During the 1920s Soviet intelligence focused on military and industrial espionage in Britain, France, Germany, and the United States, specifically in the aircraft and munitions industries, in order to industrialize and compete with Western powers, as well as strengthening the Soviet armed forces.[4]

Browder and Golos networks[edit]

One chief aim was the infiltration, placement, and subversion of American political life at all levels of society in what KGB defectors from the Soviet Union described as their active measures and psychological warfare assignment; accounting for 85% of all KGB activities. The processes is identified by Yuri Bezmenhof, a defector from the Soviet KGB, who put the process into the four stages "destabilize, demoralize, crisis, normalization" where an enemy country would be transitioned to communism over several decades. Earl Browder, General Secretary of the Communist Party of the United States (CPUSA), served as an agent recruiter himself on behalf of Soviet intelligence.[1][5]

Browder later stated that "by the mid-thirties, the Party was not putting its principal emphasis on recruiting members." Left unstated was his intent to use party members for espionage work, where suitable. Browder advocated the use of a United Front involving other members of the left, both to strengthen advocacy of pro-Soviet policy and to enlarge the pool of potential recruits for espionage work. The illegal residency of NKVD in the US was established in 1934 by the former Berlin resident Boris Bazarov.[6] In 1935, NKVD agent Iskhak Akhmerov entered the US with false identity papers to assist Bazarov in the collection of useful intelligence, and operated without interruption until 1939, when he left the US. Akhmerov's wife, an American who worked for Soviet intelligence, was Helen Lowry (Elza Akhmerova), the niece of CPUSA General Secretary Earl Browder. Recent information from Soviet archives has revealed that Browder's younger sister Marguerite worked until 1938 as an NKVD operative in Europe. She discontinued this work only when Browder himself requested her release from duty, fearful that her work would compromise his position as General Secretary.[1]

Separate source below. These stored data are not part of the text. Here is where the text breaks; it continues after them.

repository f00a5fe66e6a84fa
use std::io;

use thiserror::Error;

#[derive(Debug, Error)]
pub enum ConfigError {
    #[error("I/O error: {0}")]
    Io(#[from] io::Error),

    #[error("Serialization error: {0}")]
    Serde(String),
}
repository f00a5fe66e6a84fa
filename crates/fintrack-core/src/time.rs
use chrono::{DateTime, Utc};

/// Clock abstracts access to the current timestamp so services remain deterministic in tests.
pub trait Clock: Send + Sync {
    /// Returns the current UTC timestamp.
    fn now(&self) -> DateTime<Utc>;
}

/// Reads the wall clock.
#[derive(Debug, Clone, Copy, Default)]
pub struct SystemClock;

impl Clock for SystemClock {
    fn now(&self) -> DateTime<Utc> {
        Utc::now()
    }
}

/// Always reports the same instant.
#[derive(Debug, Clone, Copy)]
pub struct FixedClock(pub DateTime<Utc>);

impl Clock for FixedClock {
    fn now(&self) -> DateTime<Utc> {
        self.0
    }
}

In the 1930s, the chief Soviet espionage organization operating in the U.S. became the GRU. J. Peters headed the secret apparatus that supplied internal government documents from the Ware group to the GRU. Browder assisted Peters in building a network of operatives in the administration of President Franklin D. Roosevelt. This group included Alger Hiss, John Abt, and Lee Pressman. Courier for the group at the time was Whittaker Chambers. Browder oversaw the efforts of Jacob Golos and his girlfriend, Elizabeth Bentley, whose network of agents and sources included two key figures at the Department of Treasury, Nathan Gregory Silvermaster and Harry Dexter White.

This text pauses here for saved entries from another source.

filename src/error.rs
use std::fmt;

/// Everything that can go wrong loading property tables or a `.atr` trie, or
/// calling into a scanner with an unloaded/misconfigured context.
///
/// Every failure is a value: there are no panics on the happy path or on
/// malformed input. The two assertion-style variants below exist only to
/// give a name to genuine programmer errors (not data errors) so that
/// callers which do hit them during development get a useful message
/// instead of an index-out-of-bounds panic deep in a ring buffer.
#[derive(Debug)]
pub enum Error {
    /// The `.atr` file did not start with the 8-byte `ARBOTRIE` magic.
    BadMagic,

    /// The `.atr` file's version field did not match a version this reader
    /// understands.
    BadVersion(u16),

    /// A chunk's declared length ran past the end of the file.
    TruncatedChunk {
        tag: [u8; 4],
    },

    /// A `FORM` chunk was not exactly 8 bytes.
    MalformedFormChunk {
        len: u32,
    },

    /// The file contained no `FORM` chunk at all.
    MissingFormChunk,

    /// The trailing CRC-32 did not match the computed checksum; the trie
    /// that was being built is discarded.
    ChecksumMismatch {
        expected: u32,
        computed: u32,
    },

    /// Underlying I/O failure while reading a table or trie source.
    Io(std::io::Error),

    /// A `BreakCache` was asked for a capacity that is not a power of two.
    CapacityNotPowerOfTwo(usize),
}

impl fmt::Display for Error {
    fn fmt(&self, f: &mut fmt::Formatter<'_>) -> fmt::Result {
        match self {
            Error::BadMagic => write!(f, "trie load failed: bad magic bytes"),
            Error::BadVersion(v) => write!(f, "trie load failed: unsupported version {v}"),
            Error::TruncatedChunk { tag } => write!(
                f,
                "trie load failed: truncated chunk {:?}",
                String::from_utf8_lossy(tag)
            ),
            Error::MalformedFormChunk { len } => write!(
                f,
                "trie load failed: FORM chunk has wrong size ({len} bytes, expected 8)"
            ),
            Error::MissingFormChunk => write!(f, "trie load failed: no FORM chunk present"),
            Error::ChecksumMismatch { expected, computed } => write!(
                f,
                "trie load failed: checksum mismatch (file says {expected:#010x}, computed {computed:#010x})"
            ),
            Error::Io(e) => write!(f, "I/O error: {e}"),
            Error::CapacityNotPowerOfTwo(cap) => {
                write!(f, "break cache capacity {cap} is not a power of two")
            }
        }
    }
}

impl std::error::Error for Error {
    fn source(&self) -> Option<&(dyn std::error::Error + 'static)> {
        match self {
            Error::Io(e) => Some(e),
            _ => None,
        }
    }
}

impl From<std::io::Error> for Error {
    fn from(e: std::io::Error) -> Self {
        Error::Io(e)
    }
}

One early Soviet spy ring was headed by Jacob Golos. Jake Golos (birth name Jacob Golosenko, Tasin, Rasin or Raisen) was a Ukrainian-born Bolshevik revolutionary and Soviet secret police (NKVD) operative in the USSR. He was also a longtime senior official of the CPUSA involved in covert work and cooperation with Soviet intelligence agencies. He took over an existing network of agents and intelligence sources from Earl Browder. Golos' controller was the head of the NKVD's American desk, Gaik Ovakimian, also known as "The Puppetmaster", who would later serve a key role in the assassination of Leon Trotsky.[7] Golos was the "main pillar" of the NKVD intelligence network. He had worked with Soviet intelligence from the mid-1930s, and probably earlier. He was not merely a CPUSA official assisting the NKVD (an agent or "probationer" in Soviet intelligence parlance) but held official rank in the NKVD, and claimed to be an oldtime Chekist.

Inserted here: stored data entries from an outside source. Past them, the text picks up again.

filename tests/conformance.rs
//! Runs embedded break-test-format lines (the `÷`/`×` notation used by
//! `GraphemeBreakTest.txt`/`WordBreakTest.txt`/`LineBreakTest.txt`) through
//! each scanner, grounded in the line format parsed by
//! `examples/original_source/Test/Unicode/main.c::run_test`/`test_line`.
//!
//! The real Unicode break-test files are large generated data files this
//! crate does not vendor; these are small representative excerpts, one rule
//! per line, built against a synthetic property table covering just the
//! codepoints each line uses (the crate ships no precompiled Unicode data of
//! its own — a host supplies real tables via `TableSource`).

use unicode_breaker::classes::{GraphemeClusterBreak, LineBreak, LineBreakCategory, WordBreak};
use unicode_breaker::TableSet;

struct TestLine {
    text: Vec<u8>,
    /// One entry per codepoint boundary, in order (including the
    /// before-the-first and after-the-last boundaries).
    breaks: Vec<bool>,
}

/// Parses one `÷ 0061 × 0308 ÷ ... # comment` line. `÷` marks a boundary
/// where a break is allowed/required, `×` marks one where it is prohibited.
fn parse_line(line: &str) -> TestLine {
    let without_comment = line.split('#').next().unwrap_or("").trim();
    let mut text = Vec::new();
    let mut breaks = Vec::new();

    for token in without_comment.split_whitespace() {
        match token {
            "\u{00F7}" => breaks.push(true),
            "\u{00D7}" => breaks.push(false),
            hex => {
                let cp = u32::from_str_radix(hex, 16).expect("bad codepoint token");
                let ch = char::from_u32(cp).expect("bad codepoint");
                let mut buf = [0u8; 4];
                text.extend_from_slice(ch.encode_utf8(&mut buf).as_bytes());
            }
        }
    }

    TestLine { text, breaks }
}

fn synthetic_table(class_for: impl Fn(u32) -> u8, block_size: u32) -> (Vec<u8>, Vec<u8>) {
    let num_blocks = (0x110000 / block_size) as usize + 1;
    let mut stage1 = vec![0u8; num_blocks];
    let mut stage2_blocks: Vec<Vec<u8>> = vec![vec![0u8; block_size as usize]];

    for cp_block in 0..num_blocks {
        let start = cp_block as u32 * block_size;
        let mut data = vec![0u8; block_size as usize];
        let mut nonzero = false;
        for o in 0..block_size as usize {
            let cp = start + o as u32;
            if cp < 0x110000 {
                let c = class_for(cp);
                if c != 0 {
                    nonzero = true;
                }
                data[o] = c;
            }
        }
        if nonzero {
            stage1[cp_block] = stage2_blocks.len() as u8;
            stage2_blocks.push(data);
        }
    }

    (stage1, stage2_blocks.into_iter().flatten().collect())
}

fn grapheme_class(cp: u32) -> GraphemeClusterBreak {
    use GraphemeClusterBreak::*;
    match cp {
        0x000D => CR,
        0x000A => LF,
        0x0308 => Extend,
        0x1F1E6..=0x1F1FF => RegionalIndicator,
        _ => Other,
    }
}

fn word_class(cp: u32) -> WordBreak {
    use WordBreak::*;
    match cp {
        0x0020 => Other,
        0x002C => MidNum,
        c if (b'a' as u32..=b'z' as u32).contains(&c) || (b'A' as u32..=b'Z' as u32).contains(&c) => ALetter,
        c if (b'0' as u32..=b'9' as u32).contains(&c) => Numeric,
        _ => Other,
    }
}

fn line_class(cp: u32) -> LineBreak {
    use LineBreak::*;
    match cp {
        0x000A => LF,
        0x0020 => SP,
        0x0028 => OP,
        0x0029 => CP,
        _ => AL,
    }
}

fn grapheme_tables() -> TableSet {
    TableSet::from_parts(
        synthetic_table(|cp| grapheme_class(cp) as u8, 256),
        (vec![0; 1], vec![0; 256]),
        (vec![0; 1], vec![0; 128]),
    )
}

fn word_tables() -> TableSet {
    TableSet::from_parts(
        (vec![0; 1], vec![0; 256]),
        synthetic_table(|cp| word_class(cp) as u8, 256),
        (vec![0; 1], vec![0; 128]),
    )
}

fn line_tables() -> TableSet {
    TableSet::from_parts(
        (vec![0; 1], vec![0; 256]),
        (vec![0; 1], vec![0; 256]),
        synthetic_table(|cp| line_class(cp) as u8, 128),
    )
}

fn check_codepoint_boundaries(text: &[u8], breaks: &[bool], mut test_at: impl FnMut(&[u8], usize) -> bool) {
    let mut index = 0usize;
    for (i, &expected) in breaks.iter().enumerate() {
        let actual = test_at(text, index);
        assert_eq!(
            actual, expected,
            "boundary {i} at byte {index} in {text:?}: expected {expected}, got {actual}"
        );
        let next = unicode_breaker::utf8::next_boundary(text, text.len(), index as i32 + 1);
        index = if next == unicode_breaker::utf8::INVALID_INDEX {
            text.len()
        } else {
            next as usize
        };
    }
}

const GRAPHEME_LINES: &[&str] = &[
    "\u{00F7} 0061 \u{00F7} 0062 \u{00F7} # break on either side of unrelated letters",
    "\u{00F7} 000D \u{00D7} 000A \u{00F7} # never break CR x LF",
    "\u{00F7} 0061 \u{00D7} 0308 \u{00F7} # do not break a base and combining mark",
    "\u{00F7} 1F1E6 \u{00D7} 1F1E7 \u{00F7} 1F1E8 \u{00D7} 1F1E9 \u{00F7} # RI pairs, does not chain across 4",
];

const WORD_LINES: &[&str] = &[
    "\u{00F7} 0061 \u{00F7} 0020 \u{00F7} 0062 \u{00F7} # letters split by a plain space",
    "\u{00F7} 0031 \u{00D7} 002C \u{00D7} 0030 \u{00F7} # thousands separator holds digits together",
];

// The first boundary of a line-break fixture is always `×`: there is no
// character before the start of the text to break away from.
const LINE_LINES: &[&str] = &[
    "\u{00D7} 0061 \u{00D7} 0020 \u{00F7} 0062 \u{00F7} # break is optional after a space",
    "\u{00D7} 0061 \u{00F7} 0028 \u{00D7} 0062 \u{00D7} 0029 \u{00F7} # open punctuation binds to what follows, not what precedes",
];

#[test]
fn grapheme_cluster_break_fixtures() {
    let tables = grapheme_tables();
    let breaker = tables.grapheme_cluster();
    for line in GRAPHEME_LINES {
        let parsed = parse_line(line);
        check_codepoint_boundaries(&parsed.text, &parsed.breaks, |text, i| breaker.test_break(text, i));
    }
}

#[test]
fn word_break_fixtures() {
    let tables = word_tables();
    let breaker = tables.word();
    for line in WORD_LINES {
        let parsed = parse_line(line);
        check_codepoint_boundaries(&parsed.text, &parsed.breaks, |text, i| breaker.test_break(text, i));
    }
}

#[test]
fn line_break_fixtures() {
    let tables = line_tables();
    let breaker = tables.line();
    for line in LINE_LINES {
        let parsed = parse_line(line);
        check_codepoint_boundaries(&parsed.text, &parsed.breaks, |text, i| {
            breaker.test_break(text, i) != LineBreakCategory::Prohibited
        });
    }
}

Golos established a company called World Tourists with money from Earl Browder, the General Secretary. The firm, which posed as a travel agency, was used to facilitate international travel to and from the United States by Soviet agents and CPUSA members. World Tourists was also involved in manufacturing fake passports, as Browder used such a false passport on covert trips to the Soviet Union in 1936.[2] At World Tourist, Golos frequently met Bernard Schuster, an NKVD agent (code name ECHO and DICK) and Communist Party functionary who carried out background investigations for Golos as part of the vetting process of agent candidates.[8] In March 1940, Golos pleaded guilty to being an unregistered foreign agent, paid a $500 fine (equivalent to $9,000 today), and served probation in lieu of a four-month prison sentence.

Soviet intelligence did not like Golos' refusal to allow Soviet contact with his sources (a measure implemented by Golos to protect himself and to ensure his continued retention by the NKVD). The NKVD suspected Golos of Trotskyism and tried to lure him to Moscow, where he could be arrested, but the US government got to him first. But even then, he did not reveal his agent network. After Browder went to prison in 1940, Golos took over running Browder's agents. In 1941, Golos set up a commercial forwarding enterprise, called the US Shipping and Service Corporation, with Elizabeth Bentley, his lover, as one of its officers.[1][2]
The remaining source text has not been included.